Hell Is Other People…And Demons In Ghost Rider #1

by Tony Thornley

I’ve never been much of a Ghost Rider fan. It was a concept that was never that appealing to me prior to Robbie Reyes was introduced. However, between several very fun recent Rider stories, a fascinating hook, and a great creative team I had to give this series a shot.

Ed Brisson, Aaron Kuder, Jason Keith, and Joe Caramagna drag us to Hell in this relaunch.

Johnny Blaze is the King of Hell, and everyone in Hell is trying to escape his reign. When he goes after a group of escaped demons on Earth, he ends up face to face with his half-brother Danny Ketch, a fellow Ghost Rider. However, Danny is about to find out that Johnny is not the same person he used to be…

Brisson has found a hook for that series that’s instantly engaging. It’s based strongly in the relationship between Danny Ketch and Johnny Blaze, and also Johnny’s new status. Johnny has never been the most stable and steady person, so his corruption fits, even though he’s still charming and relatable. Beyond that set-up, Brisson also puts several balls up in the air that promises a lot of fun to come, both within the story and with several pages of backmatter full of great details.
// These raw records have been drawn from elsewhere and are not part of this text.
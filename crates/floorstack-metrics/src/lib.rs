// This Source Code Form is subject to the terms of the Mozilla Public
// License, v. 2.0. If a copy of the MPL was not distributed with this
// file, You can obtain one at https://mozilla.org/MPL/2.0/.

//! # floorstack Metrics
//!
//! Maps time-indexed sensor readings onto zone materials.
//!
//! A reading goes through two independent steps:
//!
//! 1. **Classification**: the value is compared against the metric's four
//!    ascending breakpoints ([`ThresholdTable::classify`]) giving a [`Band`]
//! 2. **Confidence**: the band color is kept, washed toward gray or flagged
//!    as uncertain depending on how much the reading is trusted
//!    ([`apply_confidence`])
//!
//! The result of step 1 plus the confidence is stored as a [`ZoneState`];
//! [`ZoneState::material`] recomputes the [`MaterialDescriptor`] whenever it
//! is needed. Zones without data get [`MaterialDescriptor::neutral`].
//!
//! ```rust,ignore
//! use floorstack_metrics::{evaluate_zone, RecordedSource, ThresholdTable, material_for};
//!
//! let table = ThresholdTable::default();
//! let state = evaluate_zone(&mut RecordedSource, &table, &zone, "co2", 3);
//! let material = material_for(state.as_ref());
//! ```

pub mod band;
pub mod error;
pub mod material;
pub mod source;
pub mod thresholds;

pub use band::{Band, Rgb};
pub use error::{MetricsError, Result};
pub use material::{
    apply_confidence, material_for, ConfidenceTier, MaterialDescriptor, ZoneState,
    HIGH_CONFIDENCE, MEDIUM_CONFIDENCE, MID_GRAY,
};
pub use source::{evaluate_zone, RecordedSource, SimulatedSource, ValueSource};
pub use thresholds::{MetricThresholds, ThresholdTable, BUILTIN_THRESHOLDS, DEFAULT_THRESHOLDS};
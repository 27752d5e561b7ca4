// This Source Code Form is subject to the terms of the Mozilla Public
// License, v. 2.0. If a copy of the MPL was not distributed with this
// file, You can obtain one at https://mozilla.org/MPL/2.0/.

//! # floorstack Geometry
//!
//! Turns plan-space zone polygons into stacked, watertight 3D solids.
//!
//! ## Overview
//!
//! - **Stacking**: resolve each floor's effective elevation so floors never
//!   overlap ([`resolve_elevations`], [`FloorStack`])
//! - **Extrusion**: lift a polygon into a closed prism, plus a thin slab
//!   beneath it ([`extrude`], [`slab`], [`extrude_wall`])
//! - **Triangulation**: fan or earcut cap triangulation and normals computed
//!   from the final triangle list
//! - **Framing**: plan bounds, centering offset and camera limits
//!   ([`SceneFrame`])
//!
//! All functions are pure and infallible: degenerate input yields a
//! degenerate but valid mesh.
//!
//! ## Quick Start
//!
//! ```rust,ignore
//! use floorstack_geometry::{extrude, LayoutConfig, Placement, WindingMode, CapTriangulation};
//! use floorstack_model::Polygon;
//!
//! let room = Polygon::rectangle(0.0, 0.0, 4.0, 3.0);
//! let mesh = extrude(&room, 2.8, 0.0, &Placement::identity(),
//!     WindingMode::Outward, CapTriangulation::Fan);
//! println!("Generated {} triangles", mesh.triangle_count());
//! ```

pub mod bounds;
pub mod config;
pub mod extrusion;
pub mod stacking;
pub mod triangulation;

// Re-export nalgebra types for convenience
pub use nalgebra::{Point2, Point3, Vector3};

// Re-export main types
pub use bounds::{frame, CameraFrame, PlanBounds, SceneFrame, MIN_CAMERA_RADIUS};
pub use config::{
    CapTriangulation, LayoutConfig, WindingMode, DEFAULT_WALL_HEIGHT, DEFAULT_WALL_THICKNESS,
    GLOBAL_SCALE, MIN_HORIZONTAL_EXTENT, MIN_TOTAL_HEIGHT, MIN_WALL_EXTENT, SLAB_THICKNESS,
};
pub use extrusion::{extrude, extrude_wall, slab, Placement};
pub use stacking::{resolve_elevations, FloorStack};
pub use triangulation::{compute_normals, fan_triangulate, triangulate_cap};
// This Source Code Form is subject to the terms of the Mozilla Public
// License, v. 2.0. If a copy of the MPL was not distributed with this
// file, You can obtain one at https://mozilla.org/MPL/2.0/.

//! Cap triangulation and vertex normals
//!
//! Caps are triangulated in plan space; every triangle keeps the orientation
//! of the input ring so the extrusion code can decide facing by index order
//! alone.

use crate::{CapTriangulation, Point2, Vector3};

/// Check if a polygon is convex (all cross products have same sign)
#[inline]
pub fn is_convex(points: &[Point2<f64>]) -> bool {
    if points.len() < 3 {
        return false;
    }

    let n = points.len();
    let mut sign = 0i8;

    for i in 0..n {
        let p0 = &points[i];
        let p1 = &points[(i + 1) % n];
        let p2 = &points[(i + 2) % n];

        let cross = (p1.x - p0.x) * (p2.y - p1.y) - (p1.y - p0.y) * (p2.x - p1.x);

        if cross.abs() > 1e-10 {
            let current_sign = if cross > 0.0 { 1i8 } else { -1i8 };
            if sign == 0 {
                sign = current_sign;
            } else if sign != current_sign {
                return false;
            }
        }
    }

    true
}

/// Fan triangulation from vertex 0: `(0, i, i + 1)`
#[inline]
pub fn fan_triangulate(n: usize) -> Vec<usize> {
    if n < 3 {
        return Vec::new();
    }
    let mut indices = Vec::with_capacity((n - 2) * 3);
    for i in 1..n - 1 {
        indices.push(0);
        indices.push(i);
        indices.push(i + 1);
    }
    indices
}

/// Triangulate a cap ring, returning indices into `points`
///
/// `Earcut` falls back to the fan if ear clipping fails; triangles are
/// re-oriented to match the ring's own winding.
pub fn triangulate_cap(points: &[Point2<f64>], mode: CapTriangulation) -> Vec<usize> {
    let n = points.len();
    if n < 3 {
        return Vec::new();
    }

    // Triangle and convex rings: the fan is exact
    if mode == CapTriangulation::Fan || n == 3 || is_convex(points) {
        return fan_triangulate(n);
    }

    let mut vertices = Vec::with_capacity(n * 2);
    for p in points {
        vertices.push(p.x);
        vertices.push(p.y);
    }

    let mut indices = match earcutr::earcut(&vertices, &[], 2) {
        Ok(indices) if indices.len() == (n - 2) * 3 => indices,
        Ok(indices) => {
            log::warn!(
                "Earcut produced {} triangles for a {}-gon, using fan",
                indices.len() / 3,
                n
            );
            return fan_triangulate(n);
        }
        Err(e) => {
            log::warn!("Earcut failed ({:?}), using fan", e);
            return fan_triangulate(n);
        }
    };

    let ring_sign = ring_area(points).signum();
    for tri in indices.chunks_exact_mut(3) {
        let a = &points[tri[0]];
        let b = &points[tri[1]];
        let c = &points[tri[2]];
        let cross = (b.x - a.x) * (c.y - a.y) - (b.y - a.y) * (c.x - a.x);
        if cross.signum() != ring_sign {
            tri.swap(1, 2);
        }
    }

    indices
}

/// Twice the signed area of a ring
fn ring_area(points: &[Point2<f64>]) -> f64 {
    let n = points.len();
    (0..n)
        .map(|i| {
            let a = &points[i];
            let b = &points[(i + 1) % n];
            a.x * b.y - b.x * a.y
        })
        .sum()
}

/// Vertex normals accumulated from a triangle list
///
/// Each face contributes its area-weighted normal to its three corners.
/// Vertices whose accumulated normal vanishes default to +Y.
pub fn compute_normals(positions: &[f32], indices: &[u32]) -> Vec<f32> {
    let vertex_count = positions.len() / 3;
    let mut accum = vec![Vector3::<f32>::zeros(); vertex_count];

    let vertex = |i: usize| Vector3::new(positions[i * 3], positions[i * 3 + 1], positions[i * 3 + 2]);

    for tri in indices.chunks_exact(3) {
        let i0 = tri[0] as usize;
        let i1 = tri[1] as usize;
        let i2 = tri[2] as usize;

        if i0 >= vertex_count || i1 >= vertex_count || i2 >= vertex_count {
            continue;
        }

        let p0 = vertex(i0);
        let edge1 = vertex(i1) - p0;
        let edge2 = vertex(i2) - p0;
        let face_normal = edge1.cross(&edge2);

        accum[i0] += face_normal;
        accum[i1] += face_normal;
        accum[i2] += face_normal;
    }

    let mut normals = Vec::with_capacity(vertex_count * 3);
    for n in accum {
        let len = n.norm();
        let n = if len > 1e-8 {
            n / len
        } else {
            Vector3::new(0.0, 1.0, 0.0)
        };
        normals.extend_from_slice(&[n.x, n.y, n.z]);
    }
    normals
}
As great as Brisson’s plot and script is, Kuder and Keith are the absolute stars of the story. Kuder’s line work jumps off the page, full of hellfire and grotesque monsters. His characters are always in motion- sometimes in small ways, like a scowl as two men bump into each other, or in bigger ways, such as Danny’s full page transformation into the Rider. One of my favorite things is how he sets apart Danny and Johnny, both as humans and as the Ghost Rider, with subtle differences in build, body language and how they move across the page.

I honestly don’t remember running across Keith’s color art before, but I’m happy to get introduced to him here. He does small things in the backgrounds of pages to establish the setting- such as using reds yellows in Hell and blues and purples on Earth. He really shines in one of the trademarks of Ghost Rider though- his depiction of fire. Along Kuder’s great line work, his fire is vibrant and alive, a painted mixture of white, yellow and red that leaps off the page and breaks the borders of the lines on the page with a haunting glow.

Hell is coming for the Riders, and I’m excited to be along in Danny’s sidecar. Brisson, Kuder and Keith have made me a fan of the Ghost Rider for the first time.

Ghost Rider #1 is available now from Marvel Comics.